**Your goal:** All that is needed is each line of the entries holding the word "GpuMesh", copied as it stands.

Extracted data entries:

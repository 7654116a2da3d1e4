//! GPU rendering system
//!
//! Manages GPU rendering including:
//! - Render context and surface
//! - Mesh, grid and egui passes
//! - Frame rendering

use std::sync::Arc;
use winit::window::Window;

use sandbox_core::{Material, World};
use sandbox_math::{GroundGrid, Vec3};
use sandbox_render::{
    context::{ContextError, RenderContext},
    pipeline::{GpuMesh, LinePipeline, MeshDraw, MeshPipeline, SceneUniforms},
    Camera3D, GridGeometry, MeshId, MeshLibrary, SceneGeometry,
};

use crate::config::RenderingConfig;

/// Render error types
#[derive(Debug)]
pub enum RenderError {
    /// GPU setup failed
    Init(ContextError),
    /// Surface was lost (window resized, minimized, etc.)
    SurfaceLost,
    /// GPU out of memory
    OutOfMemory,
    /// Other surface error
    Other(String),
}

impl std::fmt::Display for RenderError {
    fn fmt(&self, f: &mut std::fmt::Formatter<'_>) -> std::fmt::Result {
        match self {
            RenderError::Init(e) => write!(f, "GPU initialisation failed: {}", e),
            RenderError::SurfaceLost => write!(f, "Surface lost"),
            RenderError::OutOfMemory => write!(f, "Out of memory"),
            RenderError::Other(msg) => write!(f, "Render error: {}", msg),
        }
    }
}

impl std::error::Error for RenderError {}

impl From<ContextError> for RenderError {
    fn from(e: ContextError) -> Self {
        RenderError::Init(e)
    }
}

/// Tessellated egui output for one frame
pub struct UiFrame<'a> {
    pub primitives: &'a [egui::ClippedPrimitive],
    pub textures_delta: &'a egui::TexturesDelta,
    pub pixels_per_point: f32,
}

/// Manages GPU rendering
pub struct RenderSystem {
    context: RenderContext,
    mesh_pipeline: MeshPipeline,
    line_pipeline: LinePipeline,
    meshes: Vec<(MeshId, GpuMesh)>,
    egui_renderer: egui_wgpu::Renderer,
    render_config: RenderingConfig,
}

impl RenderSystem {
    /// Create render system from window and config
    pub fn new(window: Arc<Window>, render_config: RenderingConfig, vsync: bool) -> Result<Self, RenderError> {
        let context = pollster::block_on(RenderContext::with_vsync(window, vsync))?;
        let device = &context.device;

        let mut mesh_pipeline = MeshPipeline::new(device, context.config.format);
        mesh_pipeline.ensure_depth_texture(device, context.config.width, context.config.height);

        let library = MeshLibrary::new();
        let meshes = MeshId::ALL
            .iter()
            .map(|&id| (id, GpuMesh::from_shape(device, id.label(), library.mesh(id))))
            .collect();

        let mut line_pipeline = LinePipeline::new(device, context.config.format);
        let grid = GroundGrid::new(render_config.grid_size, render_config.grid_divisions);
        let grid_geometry = GridGeometry::new(&grid, render_config.grid_center_color, render_config.grid_color);
        line_pipeline.upload_lines(device, &grid_geometry.vertices);
        log::info!("Uploaded ground grid with {} lines", grid_geometry.line_count());

        let egui_renderer = egui_wgpu::Renderer::new(device, context.config.format, None, 1, false);

        Ok(Self {
            context,
            mesh_pipeline,
            line_pipeline,
            meshes,
            egui_renderer,
            render_config,
        })
    }

    /// Handle window resize
    pub fn resize(&mut self, width: u32, height: u32) {
        self.context.resize(winit::dpi::PhysicalSize::new(width, height));
        self.mesh_pipeline
            .ensure_depth_texture(&self.context.device, self.context.config.width, self.context.config.height);
    }

    /// Reconfigure the surface after it was lost
    pub fn recover_surface(&mut self) {
        self.context.reconfigure();
    }

    /// Uniforms for the current camera and lighting config
    fn scene_uniforms(&self, camera: &Camera3D) -> SceneUniforms {
        let cfg = &self.render_config;
        let sun = Vec3::from_array(cfg.sun_position).normalize_or(Vec3::Y);
        let material = Material::default();
        SceneUniforms {
            view_proj: camera.view_projection(self.context.aspect_ratio()).to_cols_array_2d(),
            camera_pos: camera.position.extend(1.0).to_array(),
            light_dir: sun.extend(cfg.sun_intensity).to_array(),
            params: [cfg.ambient_intensity, material.metalness, material.roughness, 0.0],
        }
    }

    /// Render a single frame: meshes, grid, then the UI on top
    pub fn render_frame(&mut self, camera: &Camera3D, world: &World, ui: &UiFrame<'_>) -> Result<(), RenderError> {
        let uniforms = self.scene_uniforms(camera);
        self.mesh_pipeline.update_uniforms(&self.context.queue, &uniforms);
        self.line_pipeline.update_uniforms(&self.context.queue, &uniforms);

        let geometry = SceneGeometry::from_world(world);
        self.mesh_pipeline
            .upload_instances(&self.context.device, &self.context.queue, &geometry.instances);

        // Get surface texture
        let output = match self.context.surface.get_current_texture() {
            Ok(output) => output,
            Err(wgpu::SurfaceError::Lost) | Err(wgpu::SurfaceError::Outdated) => return Err(RenderError::SurfaceLost),
            Err(wgpu::SurfaceError::OutOfMemory) => return Err(RenderError::OutOfMemory),
            Err(e) => return Err(RenderError::Other(format!("{:?}", e))),
        };

        let view = output
            .texture
            .create_view(&wgpu::TextureViewDescriptor::default());

        let mut encoder = self
            .context
            .device
            .create_command_encoder(&wgpu::CommandEncoderDescriptor {
                label: Some("Render Encoder"),
            });

        let draws: Vec<MeshDraw<'_>> = geometry
            .batches
            .iter()
            .filter_map(|batch| {
                self.meshes
                    .iter()
                    .find(|(id, _)| *id == batch.mesh)
                    .map(|(_, mesh)| MeshDraw {
                        mesh,
                        instances: batch.instances.clone(),
                    })
            })
            .collect();

        let bg = self.render_config.background_color.to_linear();
        self.mesh_pipeline.render(
            &mut encoder,
            &view,
            &draws,
            wgpu::Color {
                r: bg[0] as f64,
                g: bg[1] as f64,
                b: bg[2] as f64,
                a: 1.0,
            },
        );

        if let Some(depth_view) = self.mesh_pipeline.depth_view() {
            self.line_pipeline.render(&mut encoder, &view, depth_view);
        }

        // UI pass
        let screen = egui_wgpu::ScreenDescriptor {
            size_in_pixels: [self.context.config.width, self.context.config.height],
            pixels_per_point: ui.pixels_per_point,
        };
        for (id, delta) in &ui.textures_delta.set {
            self.egui_renderer
                .update_texture(&self.context.device, &self.context.queue, *id, delta);
        }
        let ui_commands = self.egui_renderer.update_buffers(
            &self.context.device,
            &self.context.queue,
            &mut encoder,
            ui.primitives,
            &screen,
        );
        {
            let pass = encoder.begin_render_pass(&wgpu::RenderPassDescriptor {
                label: Some("UI Pass"),
                color_attachments: &[Some(wgpu::RenderPassColorAttachment {
                    view: &view,
                    resolve_target: None,
                    ops: wgpu::Operations {
                        load: wgpu::LoadOp::Load,
                        store: wgpu::StoreOp::Store,
                    },
                })],
                depth_stencil_attachment: None,
                timestamp_writes: None,
                occlusion_query_set: None,
            });
            self.egui_renderer
                .render(&mut pass.forget_lifetime(), ui.primitives, &screen);
        }
        for id in &ui.textures_delta.free {
            self.egui_renderer.free_texture(id);
        }

        self.context
            .queue
            .submit(ui_commands.into_iter().chain(std::iter::once(encoder.finish())));
        output.present();

        Ok(())
    }

    /// Get current surface size
    pub fn size(&self) -> (u32, u32) {
        (self.context.size.width, self.context.size.height)
    }
}
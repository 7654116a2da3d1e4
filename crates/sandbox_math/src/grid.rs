//! Ground grid geometry
//!
//! A square grid of line segments on the XZ plane at y = 0. The two lines
//! through the origin are flagged so they can be drawn in a brighter color.

use crate::Vec3;

/// A single grid line segment
#[derive(Clone, Copy, Debug, PartialEq)]
pub struct GridLine {
    pub start: Vec3,
    pub end: Vec3,
    /// True for the lines passing through the origin
    pub is_center: bool,
}

/// A flat grid on the XZ plane
#[derive(Clone, Debug)]
pub struct GroundGrid {
    size: f32,
    divisions: u32,
    lines: Vec<GridLine>,
}

impl GroundGrid {
    /// Create a grid `size` units across with `divisions` cells per side
    pub fn new(size: f32, divisions: u32) -> Self {
        let divisions = divisions.max(1);
        let half = size * 0.5;
        let step = size / divisions as f32;
        let center = divisions / 2;
        let has_center = divisions % 2 == 0;

        let mut lines = Vec::with_capacity(((divisions + 1) * 2) as usize);
        for i in 0..=divisions {
            let k = -half + i as f32 * step;
            let is_center = has_center && i == center;
            lines.push(GridLine {
                start: Vec3::new(-half, 0.0, k),
                end: Vec3::new(half, 0.0, k),
                is_center,
            });
            lines.push(GridLine {
                start: Vec3::new(k, 0.0, -half),
                end: Vec3::new(k, 0.0, half),
                is_center,
            });
        }

        Self {
            size,
            divisions,
            lines,
        }
    }

    #[inline]
    pub fn size(&self) -> f32 {
        self.size
    }

    #[inline]
    pub fn divisions(&self) -> u32 {
        self.divisions
    }

    pub fn lines(&self) -> &[GridLine] {
        &self.lines
    }
}

#[cfg(test)]
mod tests {
    use super::*;

    #[test]
    fn test_line_count() {
        let grid = GroundGrid::new(2000.0, 50);
        assert_eq!(grid.lines().len(), 51 * 2);
    }

    #[test]
    fn test_center_lines_flagged() {
        let grid = GroundGrid::new(100.0, 10);
        let centers: Vec<_> = grid.lines().iter().filter(|l| l.is_center).collect();
        assert_eq!(centers.len(), 2);
        for line in centers {
            // Both center lines pass through the origin
            let mid = (line.start + line.end) * 0.5;
            assert!(mid.length() < 1e-4);
        }
    }

    #[test]
    fn test_lines_lie_on_ground() {
        let grid = GroundGrid::new(10.0, 4);
        for line in grid.lines() {
            assert_eq!(line.start.y, 0.0);
            assert_eq!(line.end.y, 0.0);
            assert!(line.start.x.abs() <= 5.0 && line.end.z.abs() <= 5.0);
        }
    }
}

**Task answer:**
    pipeline::{GpuMesh, LinePipeline, MeshDraw, MeshPipeline, SceneUniforms},
    meshes: Vec<(MeshId, GpuMesh)>,
            .map(|&id| (id, GpuMesh::from_shape(device, id.label(), library.mesh(id))))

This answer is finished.